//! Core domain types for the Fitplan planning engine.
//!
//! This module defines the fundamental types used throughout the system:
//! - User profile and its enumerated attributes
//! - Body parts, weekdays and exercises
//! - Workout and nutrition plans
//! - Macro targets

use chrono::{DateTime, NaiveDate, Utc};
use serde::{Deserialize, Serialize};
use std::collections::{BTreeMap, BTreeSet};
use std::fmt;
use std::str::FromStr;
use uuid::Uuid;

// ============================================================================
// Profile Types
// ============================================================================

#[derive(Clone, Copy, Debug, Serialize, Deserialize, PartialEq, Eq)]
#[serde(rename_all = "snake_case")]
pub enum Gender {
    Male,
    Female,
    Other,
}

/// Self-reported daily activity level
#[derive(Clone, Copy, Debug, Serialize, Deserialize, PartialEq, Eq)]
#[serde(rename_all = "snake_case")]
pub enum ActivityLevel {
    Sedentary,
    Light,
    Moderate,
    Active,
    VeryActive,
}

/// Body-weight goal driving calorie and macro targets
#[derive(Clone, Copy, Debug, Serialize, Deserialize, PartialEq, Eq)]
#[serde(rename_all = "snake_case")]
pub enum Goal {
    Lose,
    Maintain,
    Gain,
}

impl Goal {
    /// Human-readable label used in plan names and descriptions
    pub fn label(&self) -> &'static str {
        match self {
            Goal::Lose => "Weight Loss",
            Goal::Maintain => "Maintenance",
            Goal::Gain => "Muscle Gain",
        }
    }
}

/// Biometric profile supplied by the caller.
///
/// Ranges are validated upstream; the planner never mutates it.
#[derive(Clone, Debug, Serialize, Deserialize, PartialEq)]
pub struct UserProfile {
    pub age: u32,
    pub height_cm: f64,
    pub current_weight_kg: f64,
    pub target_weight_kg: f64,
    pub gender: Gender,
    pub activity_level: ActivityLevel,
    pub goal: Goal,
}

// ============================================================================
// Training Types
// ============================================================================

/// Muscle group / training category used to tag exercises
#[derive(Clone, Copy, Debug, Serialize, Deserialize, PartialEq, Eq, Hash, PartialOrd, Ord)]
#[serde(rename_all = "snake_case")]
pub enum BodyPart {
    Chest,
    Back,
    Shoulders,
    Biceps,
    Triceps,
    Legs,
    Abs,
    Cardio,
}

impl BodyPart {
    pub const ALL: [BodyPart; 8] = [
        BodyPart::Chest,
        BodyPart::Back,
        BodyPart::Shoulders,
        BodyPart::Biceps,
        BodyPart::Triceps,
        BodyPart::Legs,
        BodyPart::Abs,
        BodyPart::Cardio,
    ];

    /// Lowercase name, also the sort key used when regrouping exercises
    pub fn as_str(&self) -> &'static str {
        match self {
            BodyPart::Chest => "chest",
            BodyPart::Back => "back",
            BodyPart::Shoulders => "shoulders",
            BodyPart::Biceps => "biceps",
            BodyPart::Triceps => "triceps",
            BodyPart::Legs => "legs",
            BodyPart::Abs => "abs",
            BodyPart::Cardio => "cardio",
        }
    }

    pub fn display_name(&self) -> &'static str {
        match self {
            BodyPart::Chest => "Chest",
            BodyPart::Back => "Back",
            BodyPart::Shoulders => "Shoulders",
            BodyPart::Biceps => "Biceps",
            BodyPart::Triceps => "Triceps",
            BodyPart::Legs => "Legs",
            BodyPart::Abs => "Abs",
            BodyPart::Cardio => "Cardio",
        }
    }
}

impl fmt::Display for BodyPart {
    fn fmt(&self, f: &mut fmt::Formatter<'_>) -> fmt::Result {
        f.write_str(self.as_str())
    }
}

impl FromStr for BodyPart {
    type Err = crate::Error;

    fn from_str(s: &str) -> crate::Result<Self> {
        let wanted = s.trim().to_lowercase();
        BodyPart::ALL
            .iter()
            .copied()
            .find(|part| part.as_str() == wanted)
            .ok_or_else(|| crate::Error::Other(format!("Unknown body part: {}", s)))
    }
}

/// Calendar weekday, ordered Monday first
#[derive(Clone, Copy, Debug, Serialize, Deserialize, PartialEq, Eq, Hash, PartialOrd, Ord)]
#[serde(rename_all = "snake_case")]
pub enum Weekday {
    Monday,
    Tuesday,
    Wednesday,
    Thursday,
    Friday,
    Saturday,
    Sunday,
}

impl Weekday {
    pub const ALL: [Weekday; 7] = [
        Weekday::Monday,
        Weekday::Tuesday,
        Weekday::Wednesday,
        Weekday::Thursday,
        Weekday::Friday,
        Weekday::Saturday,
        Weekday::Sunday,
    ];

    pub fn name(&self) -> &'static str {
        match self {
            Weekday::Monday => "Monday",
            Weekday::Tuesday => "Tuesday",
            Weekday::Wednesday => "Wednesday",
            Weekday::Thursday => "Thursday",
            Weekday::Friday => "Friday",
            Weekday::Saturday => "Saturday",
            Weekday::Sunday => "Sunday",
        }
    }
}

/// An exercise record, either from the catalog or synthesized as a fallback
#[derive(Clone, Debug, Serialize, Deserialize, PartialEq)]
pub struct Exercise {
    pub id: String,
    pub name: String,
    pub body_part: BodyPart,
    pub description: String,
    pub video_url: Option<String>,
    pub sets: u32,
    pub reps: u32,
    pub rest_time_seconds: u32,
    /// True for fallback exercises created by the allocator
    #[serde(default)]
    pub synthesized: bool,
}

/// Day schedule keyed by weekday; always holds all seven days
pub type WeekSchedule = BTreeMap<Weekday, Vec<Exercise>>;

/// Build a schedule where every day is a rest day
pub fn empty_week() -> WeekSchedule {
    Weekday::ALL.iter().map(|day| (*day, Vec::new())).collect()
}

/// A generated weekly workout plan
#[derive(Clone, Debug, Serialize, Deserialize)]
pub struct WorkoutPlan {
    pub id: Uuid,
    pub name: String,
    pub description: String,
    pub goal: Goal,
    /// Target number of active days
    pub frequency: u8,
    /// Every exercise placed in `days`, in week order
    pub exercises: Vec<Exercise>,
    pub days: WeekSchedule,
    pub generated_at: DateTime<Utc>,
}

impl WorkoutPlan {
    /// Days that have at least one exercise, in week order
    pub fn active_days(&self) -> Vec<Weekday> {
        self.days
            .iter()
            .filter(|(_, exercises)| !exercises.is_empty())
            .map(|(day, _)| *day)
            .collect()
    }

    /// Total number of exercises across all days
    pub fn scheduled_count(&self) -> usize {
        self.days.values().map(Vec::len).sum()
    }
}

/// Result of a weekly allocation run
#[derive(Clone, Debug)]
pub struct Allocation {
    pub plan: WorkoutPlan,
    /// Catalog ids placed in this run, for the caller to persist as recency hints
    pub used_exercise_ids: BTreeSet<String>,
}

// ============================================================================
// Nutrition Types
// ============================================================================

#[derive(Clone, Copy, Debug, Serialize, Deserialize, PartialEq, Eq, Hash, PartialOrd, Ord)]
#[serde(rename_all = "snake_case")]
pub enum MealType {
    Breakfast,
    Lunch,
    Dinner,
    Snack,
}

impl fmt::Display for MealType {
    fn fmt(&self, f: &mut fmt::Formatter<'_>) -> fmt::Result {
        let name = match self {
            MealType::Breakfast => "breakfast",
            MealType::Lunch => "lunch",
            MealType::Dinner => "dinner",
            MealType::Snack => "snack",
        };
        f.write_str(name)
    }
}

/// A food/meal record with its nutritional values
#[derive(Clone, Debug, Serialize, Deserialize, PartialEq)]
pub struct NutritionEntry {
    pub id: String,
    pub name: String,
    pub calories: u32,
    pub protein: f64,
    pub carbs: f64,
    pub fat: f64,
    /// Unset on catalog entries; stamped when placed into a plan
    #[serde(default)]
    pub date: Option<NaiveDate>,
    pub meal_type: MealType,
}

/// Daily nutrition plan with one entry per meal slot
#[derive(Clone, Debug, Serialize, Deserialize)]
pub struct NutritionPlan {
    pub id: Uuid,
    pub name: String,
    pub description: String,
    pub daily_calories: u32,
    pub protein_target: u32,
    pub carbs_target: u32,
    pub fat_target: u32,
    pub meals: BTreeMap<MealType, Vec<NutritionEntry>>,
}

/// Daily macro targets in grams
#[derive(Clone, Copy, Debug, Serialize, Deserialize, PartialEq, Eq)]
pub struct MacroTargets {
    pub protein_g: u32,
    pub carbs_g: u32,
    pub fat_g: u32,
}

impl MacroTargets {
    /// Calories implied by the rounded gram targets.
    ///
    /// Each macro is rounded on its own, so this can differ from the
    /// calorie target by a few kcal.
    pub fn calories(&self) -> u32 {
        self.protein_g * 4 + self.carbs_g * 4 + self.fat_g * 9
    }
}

--------------------

** Work to complete **
Wherever the string "label" occurs in the records, copy the line it is in.

** Written solution **
    /// Human-readable label used in plan names and descriptions
    pub fn label(&self) -> &'static str {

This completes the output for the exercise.